- WORK ITEM: Copy precisely the first line of the material below and every later line, stopping with the line that contains "or the wait.".

INFORMATION PROVIDED START

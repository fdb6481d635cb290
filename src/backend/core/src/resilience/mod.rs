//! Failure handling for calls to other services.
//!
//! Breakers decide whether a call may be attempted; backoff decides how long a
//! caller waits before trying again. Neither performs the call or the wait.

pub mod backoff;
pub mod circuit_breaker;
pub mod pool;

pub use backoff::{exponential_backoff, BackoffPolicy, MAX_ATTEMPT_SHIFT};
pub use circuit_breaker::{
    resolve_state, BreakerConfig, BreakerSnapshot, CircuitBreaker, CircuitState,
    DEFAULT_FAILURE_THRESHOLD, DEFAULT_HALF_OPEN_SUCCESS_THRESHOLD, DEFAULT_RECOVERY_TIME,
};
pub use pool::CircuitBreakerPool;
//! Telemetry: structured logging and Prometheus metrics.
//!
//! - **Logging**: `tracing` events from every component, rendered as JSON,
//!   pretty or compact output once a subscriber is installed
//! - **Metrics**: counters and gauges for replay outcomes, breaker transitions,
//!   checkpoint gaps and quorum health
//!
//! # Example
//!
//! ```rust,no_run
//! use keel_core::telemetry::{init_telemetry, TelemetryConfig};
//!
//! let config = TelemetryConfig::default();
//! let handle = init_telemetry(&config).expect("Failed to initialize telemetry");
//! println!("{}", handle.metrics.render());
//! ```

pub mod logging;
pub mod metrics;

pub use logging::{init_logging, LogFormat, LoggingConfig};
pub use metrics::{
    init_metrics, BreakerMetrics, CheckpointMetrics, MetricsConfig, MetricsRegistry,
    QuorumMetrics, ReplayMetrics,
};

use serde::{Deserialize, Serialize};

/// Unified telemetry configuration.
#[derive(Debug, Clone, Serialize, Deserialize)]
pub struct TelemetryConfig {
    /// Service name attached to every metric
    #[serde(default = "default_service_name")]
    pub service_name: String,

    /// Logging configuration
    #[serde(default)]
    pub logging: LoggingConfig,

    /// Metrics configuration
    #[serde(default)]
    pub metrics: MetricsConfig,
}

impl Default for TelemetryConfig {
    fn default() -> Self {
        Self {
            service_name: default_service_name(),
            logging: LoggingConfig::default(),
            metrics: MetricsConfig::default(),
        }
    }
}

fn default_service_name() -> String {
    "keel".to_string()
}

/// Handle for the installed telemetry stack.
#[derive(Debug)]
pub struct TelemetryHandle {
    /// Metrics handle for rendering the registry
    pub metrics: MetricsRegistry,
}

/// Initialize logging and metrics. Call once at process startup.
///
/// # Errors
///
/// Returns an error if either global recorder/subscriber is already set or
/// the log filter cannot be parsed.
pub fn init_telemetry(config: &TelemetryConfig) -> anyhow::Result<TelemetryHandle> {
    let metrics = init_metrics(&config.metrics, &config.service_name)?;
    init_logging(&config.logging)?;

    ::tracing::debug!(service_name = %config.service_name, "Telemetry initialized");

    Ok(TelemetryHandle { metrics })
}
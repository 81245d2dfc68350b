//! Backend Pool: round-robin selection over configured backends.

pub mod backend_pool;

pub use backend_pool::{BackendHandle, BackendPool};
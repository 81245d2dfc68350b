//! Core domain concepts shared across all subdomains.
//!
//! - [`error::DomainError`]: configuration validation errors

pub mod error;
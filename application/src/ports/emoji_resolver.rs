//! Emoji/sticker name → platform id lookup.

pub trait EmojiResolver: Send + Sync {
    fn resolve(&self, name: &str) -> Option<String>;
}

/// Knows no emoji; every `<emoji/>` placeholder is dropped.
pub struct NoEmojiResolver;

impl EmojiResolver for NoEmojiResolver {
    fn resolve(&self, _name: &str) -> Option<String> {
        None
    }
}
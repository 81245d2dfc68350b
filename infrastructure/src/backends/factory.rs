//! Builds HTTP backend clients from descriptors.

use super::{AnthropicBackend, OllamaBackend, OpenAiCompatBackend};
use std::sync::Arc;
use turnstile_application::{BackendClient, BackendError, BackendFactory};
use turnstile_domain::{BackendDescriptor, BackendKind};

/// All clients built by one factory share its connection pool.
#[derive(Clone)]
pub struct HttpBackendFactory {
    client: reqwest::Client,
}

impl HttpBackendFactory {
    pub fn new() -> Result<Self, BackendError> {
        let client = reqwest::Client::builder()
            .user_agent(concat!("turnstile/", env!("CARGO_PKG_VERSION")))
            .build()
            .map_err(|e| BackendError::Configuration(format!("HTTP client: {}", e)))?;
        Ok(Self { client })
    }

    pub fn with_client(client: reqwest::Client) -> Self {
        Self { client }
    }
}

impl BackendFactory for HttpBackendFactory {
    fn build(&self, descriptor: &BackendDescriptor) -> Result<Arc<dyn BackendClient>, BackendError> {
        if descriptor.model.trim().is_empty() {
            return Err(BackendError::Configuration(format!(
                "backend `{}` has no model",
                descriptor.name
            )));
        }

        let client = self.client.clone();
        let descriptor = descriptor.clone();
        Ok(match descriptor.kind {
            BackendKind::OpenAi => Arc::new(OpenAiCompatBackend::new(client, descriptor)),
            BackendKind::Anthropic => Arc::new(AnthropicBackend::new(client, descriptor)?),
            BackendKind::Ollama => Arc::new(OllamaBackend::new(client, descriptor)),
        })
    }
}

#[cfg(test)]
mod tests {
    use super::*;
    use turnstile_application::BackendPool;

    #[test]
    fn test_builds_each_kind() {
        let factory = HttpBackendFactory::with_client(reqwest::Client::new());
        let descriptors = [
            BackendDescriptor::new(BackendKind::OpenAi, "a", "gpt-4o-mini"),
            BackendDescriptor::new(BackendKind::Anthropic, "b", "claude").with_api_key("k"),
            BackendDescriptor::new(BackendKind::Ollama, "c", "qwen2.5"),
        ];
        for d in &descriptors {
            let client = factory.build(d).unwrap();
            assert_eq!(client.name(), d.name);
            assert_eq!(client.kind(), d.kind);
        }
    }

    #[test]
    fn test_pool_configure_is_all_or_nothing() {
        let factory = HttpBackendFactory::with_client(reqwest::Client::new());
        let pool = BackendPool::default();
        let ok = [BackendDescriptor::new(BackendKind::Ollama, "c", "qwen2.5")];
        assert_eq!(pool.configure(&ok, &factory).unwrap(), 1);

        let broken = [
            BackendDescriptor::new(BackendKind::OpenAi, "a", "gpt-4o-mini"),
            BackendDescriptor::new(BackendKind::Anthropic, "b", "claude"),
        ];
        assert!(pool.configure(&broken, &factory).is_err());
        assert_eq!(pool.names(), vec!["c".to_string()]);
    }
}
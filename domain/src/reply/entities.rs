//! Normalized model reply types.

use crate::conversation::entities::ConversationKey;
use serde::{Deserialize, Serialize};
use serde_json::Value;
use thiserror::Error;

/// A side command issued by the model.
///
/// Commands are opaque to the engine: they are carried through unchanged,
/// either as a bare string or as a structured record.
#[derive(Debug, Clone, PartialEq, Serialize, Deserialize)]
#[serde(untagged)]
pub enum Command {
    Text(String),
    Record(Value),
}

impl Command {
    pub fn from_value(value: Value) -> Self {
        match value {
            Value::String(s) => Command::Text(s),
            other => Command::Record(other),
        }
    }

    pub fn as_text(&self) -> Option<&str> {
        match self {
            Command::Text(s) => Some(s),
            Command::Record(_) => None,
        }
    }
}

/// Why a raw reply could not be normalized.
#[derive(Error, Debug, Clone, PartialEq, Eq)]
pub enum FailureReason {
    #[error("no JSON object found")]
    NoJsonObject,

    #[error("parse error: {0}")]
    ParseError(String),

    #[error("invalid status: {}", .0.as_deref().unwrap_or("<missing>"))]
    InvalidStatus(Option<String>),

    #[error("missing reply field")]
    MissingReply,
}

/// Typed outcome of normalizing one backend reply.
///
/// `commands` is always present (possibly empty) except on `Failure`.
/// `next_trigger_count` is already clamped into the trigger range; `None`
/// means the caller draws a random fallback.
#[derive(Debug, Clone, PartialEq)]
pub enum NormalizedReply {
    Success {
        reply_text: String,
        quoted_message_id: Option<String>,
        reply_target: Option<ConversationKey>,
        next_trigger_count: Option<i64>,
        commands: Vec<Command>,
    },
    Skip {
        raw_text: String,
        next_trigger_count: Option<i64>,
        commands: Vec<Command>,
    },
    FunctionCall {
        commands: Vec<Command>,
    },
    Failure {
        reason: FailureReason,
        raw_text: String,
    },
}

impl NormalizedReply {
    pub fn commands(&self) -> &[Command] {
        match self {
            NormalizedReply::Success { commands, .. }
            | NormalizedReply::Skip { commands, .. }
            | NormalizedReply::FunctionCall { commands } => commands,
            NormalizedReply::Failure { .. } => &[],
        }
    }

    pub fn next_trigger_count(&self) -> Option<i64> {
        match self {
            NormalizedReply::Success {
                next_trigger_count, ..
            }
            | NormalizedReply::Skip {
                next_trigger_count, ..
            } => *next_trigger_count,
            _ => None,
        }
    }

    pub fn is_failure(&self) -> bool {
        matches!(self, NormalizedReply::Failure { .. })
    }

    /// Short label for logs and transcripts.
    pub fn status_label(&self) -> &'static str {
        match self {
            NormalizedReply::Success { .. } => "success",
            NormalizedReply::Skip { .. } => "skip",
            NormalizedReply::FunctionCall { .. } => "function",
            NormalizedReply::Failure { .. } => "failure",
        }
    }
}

INFORMATION PROVIDED END

- WRITTEN SOLUTION:
repository fdb6481d635cb290
filename src/backend/core/src/resilience/mod.rs
//! Failure handling for calls to other services.
//!
//! Breakers decide whether a call may be attempted; backoff decides how long a
//! caller waits before trying again. Neither performs the call or the wait.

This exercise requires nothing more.